Ella se giró para mirarlo y alzó una ceja.
—¿Se te ofrece algo?
—¿Te acostaste con mi primo, verdad?
Patricio la miraba con los ojos inyectados en sangre. Al escuchar esas palabras, la mirada de Vera se volvió gélida.
—El día que Hernán Kallas te drogó, ¿fue mi primo quien te sacó de ahí, no es así?
Hernán ya se había entregado y estaba cumpliendo condena. Patricio había mandado a investigar el asunto, pero lo único que logró averiguar fue que Hugo Heredia se la había llevado el día del incidente.
Hoy, al ver la actitud tan ambigua entre su primo y Vera, no podía creer que no hubiera pasado nada entre ellos. ¡Era imposible!
—Tú y tu primo son un abismo de diferencia.
En ese instante, la impresión que Vera tenía de Hugo mejoró unos cuantos puntos más.
Ambos eran hombres, pero la primera reacción de Patricio al enterarse de su desgracia fue preguntarle si se había acostado con alguien.
Hugo, en cambio, había pensado en respetarla. A pesar de que ella no estaba en sus cabales, garantizó su seguridad, prefiriendo sumergirse en una bañera de agua helada para bajar su propia temperatura antes que tomar el camino fácil y aprovecharse de ella.
—¡Yo soy tu prometido!
Patricio apretó los dientes, lleno de resentimiento. Vera soltó una carcajada.

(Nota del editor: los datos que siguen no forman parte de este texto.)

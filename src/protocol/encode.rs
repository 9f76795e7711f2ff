//! Protocol message encoding

use super::constants::{capabilities::*, commands, MAX_PACKET_SIZE, MAX_PAYLOAD_LEN};
use super::message::{Command, FrontendMessage, HandshakeResponse};
use bytes::{BufMut, BytesMut};
use std::io;

/// Encode a frontend message into an unframed payload
///
/// Use [`frame_packet`] to add packet headers before writing to the socket.
pub fn encode_message(msg: &FrontendMessage) -> io::Result<BytesMut> {
    let mut buf = BytesMut::new();

    match msg {
        FrontendMessage::SslRequest {
            capabilities,
            collation,
        } => {
            encode_ssl_request(&mut buf, *capabilities, *collation);
        }
        FrontendMessage::HandshakeResponse(response) => {
            encode_handshake_response(&mut buf, response)?;
        }
        FrontendMessage::AuthData(data) => {
            buf.put_slice(data);
        }
        FrontendMessage::Command(command) => {
            encode_command(&mut buf, command);
        }
    }

    Ok(buf)
}

/// Split a payload into packets and append them to `out`
///
/// Returns the sequence id the next packet must use. A payload whose length is
/// an exact multiple of the maximum packet size is terminated by an empty packet.
pub fn frame_packet(out: &mut BytesMut, mut sequence: u8, payload: &[u8]) -> u8 {
    if payload.is_empty() {
        put_header(out, 0, sequence);
        return sequence.wrapping_add(1);
    }

    for chunk in payload.chunks(MAX_PAYLOAD_LEN) {
        put_header(out, chunk.len(), sequence);
        out.put_slice(chunk);
        sequence = sequence.wrapping_add(1);
    }

    if payload.len() % MAX_PAYLOAD_LEN == 0 {
        put_header(out, 0, sequence);
        sequence = sequence.wrapping_add(1);
    }

    sequence
}

fn put_header(out: &mut BytesMut, len: usize, sequence: u8) {
    let len = len as u32;
    out.put_u8((len & 0xFF) as u8);
    out.put_u8(((len >> 8) & 0xFF) as u8);
    out.put_u8(((len >> 16) & 0xFF) as u8);
    out.put_u8(sequence);
}

fn encode_ssl_request(buf: &mut BytesMut, capabilities: u32, collation: u8) {
    buf.put_u32_le(capabilities | CLIENT_SSL);
    buf.put_u32_le(MAX_PACKET_SIZE);
    buf.put_u8(collation);
    buf.put_bytes(0, 23);
}

fn encode_handshake_response(buf: &mut BytesMut, resp: &HandshakeResponse) -> io::Result<()> {
    let caps = resp.capabilities;
    if caps & CLIENT_PROTOCOL_41 == 0 {
        return Err(io::Error::new(
            io::ErrorKind::InvalidInput,
            "handshake response requires CLIENT_PROTOCOL_41",
        ));
    }

    buf.put_u32_le(caps);
    buf.put_u32_le(resp.max_packet_size);
    buf.put_u8(resp.collation);
    buf.put_bytes(0, 23);
    put_null_terminated(buf, &resp.username)?;

    if caps & CLIENT_PLUGIN_AUTH_LENENC_CLIENT_DATA != 0 {
        put_lenenc_bytes(buf, &resp.auth_response);
    } else if caps & CLIENT_SECURE_CONNECTION != 0 {
        let len = u8::try_from(resp.auth_response.len()).map_err(|_| {
            io::Error::new(io::ErrorKind::InvalidInput, "auth response longer than 255 bytes")
        })?;
        buf.put_u8(len);
        buf.put_slice(&resp.auth_response);
    } else {
        buf.put_slice(&resp.auth_response);
        buf.put_u8(0);
    }

    if caps & CLIENT_CONNECT_WITH_DB != 0 {
        put_null_terminated(buf, resp.database.as_deref().unwrap_or(""))?;
    }

    if caps & CLIENT_PLUGIN_AUTH != 0 {
        put_null_terminated(buf, &resp.auth_plugin)?;
    }

    if caps & CLIENT_CONNECT_ATTRS != 0 {
        let mut attrs = BytesMut::new();
        for (key, value) in &resp.attributes {
            put_lenenc_bytes(&mut attrs, key.as_bytes());
            put_lenenc_bytes(&mut attrs, value.as_bytes());
        }
        put_lenenc_bytes(buf, &attrs);
    }

    Ok(())
}

fn encode_command(buf: &mut BytesMut, command: &Command) {
    match command {
        Command::Query(sql) => {
            buf.put_u8(commands::COM_QUERY);
            buf.put_slice(sql.as_bytes());
        }
        Command::Ping => buf.put_u8(commands::COM_PING),
        Command::Quit => buf.put_u8(commands::COM_QUIT),
    }
}

fn put_null_terminated(buf: &mut BytesMut, value: &str) -> io::Result<()> {
    if value.as_bytes().contains(&0) {
        return Err(io::Error::new(
            io::ErrorKind::InvalidInput,
            "string contains NUL byte",
        ));
    }
    buf.put_slice(value.as_bytes());
    buf.put_u8(0);
    Ok(())
}

/// Append a length-encoded integer
pub fn put_lenenc_int(buf: &mut BytesMut, value: u64) {
    match value {
        0..=0xFA => buf.put_u8(value as u8),
        0xFB..=0xFFFF => {
            buf.put_u8(0xFC);
            buf.put_u16_le(value as u16);
        }
        0x1_0000..=0xFF_FFFF => {
            buf.put_u8(0xFD);
            buf.put_uint_le(value, 3);
        }
        _ => {
            buf.put_u8(0xFE);
            buf.put_u64_le(value);
        }
    }
}

/// Append a length-encoded byte string
pub fn put_lenenc_bytes(buf: &mut BytesMut, value: &[u8]) {
    put_lenenc_int(buf, value.len() as u64);
    buf.put_slice(value);
}

#[cfg(test)]
mod tests {
    use super::*;
    use crate::protocol::constants::auth_plugins;

    fn response(caps: u32) -> HandshakeResponse {
        HandshakeResponse {
            capabilities: caps,
            max_packet_size: MAX_PACKET_SIZE,
            collation: 45,
            username: "root".into(),
            auth_response: vec![0xAA; 20],
            database: None,
            auth_plugin: auth_plugins::MYSQL_NATIVE_PASSWORD.into(),
            attributes: Vec::new(),
        }
    }

    #[test]
    fn test_frame_small_packet() {
        let mut out = BytesMut::new();
        let next = frame_packet(&mut out, 0, &[0x0E]);
        assert_eq!(&out[..], &[1, 0, 0, 0, 0x0E]);
        assert_eq!(next, 1);
    }

    #[test]
    fn test_frame_empty_payload() {
        let mut out = BytesMut::new();
        let next = frame_packet(&mut out, 3, &[]);
        assert_eq!(&out[..], &[0, 0, 0, 3]);
        assert_eq!(next, 4);
    }

    #[test]
    fn test_frame_exact_max_adds_terminator() {
        let payload = vec![0u8; MAX_PAYLOAD_LEN];
        let mut out = BytesMut::new();
        let next = frame_packet(&mut out, 0, &payload);
        assert_eq!(next, 2);
        assert_eq!(out.len(), 4 + MAX_PAYLOAD_LEN + 4);
        assert_eq!(&out[..4], &[0xFF, 0xFF, 0xFF, 0]);
        assert_eq!(&out[out.len() - 4..], &[0, 0, 0, 1]);
    }

    #[test]
    fn test_encode_ssl_request() {
        let buf = encode_message(&FrontendMessage::SslRequest {
            capabilities: CLIENT_PROTOCOL_41,
            collation: 45,
        })
        .unwrap();
        assert_eq!(buf.len(), 32);
        let caps = u32::from_le_bytes([buf[0], buf[1], buf[2], buf[3]]);
        assert_ne!(caps & CLIENT_SSL, 0);
        assert_eq!(buf[8], 45);
    }

    #[test]
    fn test_encode_handshake_response_lenenc() {
        let caps = CLIENT_PROTOCOL_41
            | CLIENT_SECURE_CONNECTION
            | CLIENT_PLUGIN_AUTH
            | CLIENT_PLUGIN_AUTH_LENENC_CLIENT_DATA;
        let buf =
            encode_message(&FrontendMessage::HandshakeResponse(response(caps))).unwrap();

        // 4 caps + 4 max packet + 1 collation + 23 filler
        assert_eq!(&buf[32..37], b"root\0");
        assert_eq!(buf[37], 20);
        assert_eq!(&buf[38..58], &[0xAA; 20]);
        assert_eq!(&buf[58..], b"mysql_native_password\0");
    }

    #[test]
    fn test_encode_handshake_response_with_db_and_attrs() {
        let caps = CLIENT_PROTOCOL_41
            | CLIENT_SECURE_CONNECTION
            | CLIENT_CONNECT_WITH_DB
            | CLIENT_CONNECT_ATTRS;
        let mut resp = response(caps);
        resp.database = Some("mysql".into());
        resp.attributes = vec![("_client_name".into(), "mysql-broker".into())];
        let buf = encode_message(&FrontendMessage::HandshakeResponse(resp)).unwrap();

        let db_start = 32 + 5 + 1 + 20;
        assert_eq!(&buf[db_start..db_start + 6], b"mysql\0");
        let attrs = &buf[db_start + 6..];
        assert_eq!(attrs[0] as usize, attrs.len() - 1);
        assert_eq!(attrs[1], 12);
        assert_eq!(&attrs[2..14], b"_client_name");
    }

    #[test]
    fn test_encode_rejects_nul_in_username() {
        let mut resp = response(CLIENT_PROTOCOL_41 | CLIENT_SECURE_CONNECTION);
        resp.username = "ro\0ot".into();
        let err = encode_message(&FrontendMessage::HandshakeResponse(resp)).unwrap_err();
        assert_eq!(err.kind(), io::ErrorKind::InvalidInput);
    }

    #[test]
    fn test_encode_commands() {
        let query = encode_message(&FrontendMessage::Command(Command::Query(
            "SELECT 1".into(),
        )))
        .unwrap();
        assert_eq!(query[0], commands::COM_QUERY);
        assert_eq!(&query[1..], b"SELECT 1");

        let ping = encode_message(&FrontendMessage::Command(Command::Ping)).unwrap();
        assert_eq!(&ping[..], &[commands::COM_PING]);
    }

    #[test]
    fn test_lenenc_int_widths() {
        let mut buf = BytesMut::new();
        put_lenenc_int(&mut buf, 250);
        put_lenenc_int(&mut buf, 251);
        put_lenenc_int(&mut buf, 70_000);
        put_lenenc_int(&mut buf, 1 << 32);
        assert_eq!(
            &buf[..],
            &[
                250, 0xFC, 251, 0, 0xFD, 0x70, 0x11, 0x01, 0xFE, 0, 0, 0, 0, 1, 0, 0, 0
            ]
        );
    }
}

—¿Prometido? El que me dejó abandonada en la fiesta de compromiso fuiste tú. El que me llamó después para terminar, también fuiste tú —lo miró con profundo sarcasmo—. ¿Acaso Patricio ya olvidó las palabritas que me dedicó en aquel club?
Patricio se quedó sin palabras. En aquel entonces, su única intención era ver a la siempre altiva y orgullosa Vera Ayala humillándose para rogarle.
Pero jamás dijo que no se casaría con ella.
—Vera, si vuelves a mi lado ahora, seguirás siendo mi prometida.
Vera estalló en carcajadas.
—De verdad necesitas que te revisen la cabeza. Tu novia actual es Ofelia Ayala. Hace nada estabas peleando conmigo por un anillo para dárselo a ella. Además, ya estoy casada.
Extendió la mano izquierda, revelando el deslumbrante Anillo de Diamante Azul de treinta quilates en su dedo anular. Ese lugar solo significaba una cosa: matrimonio.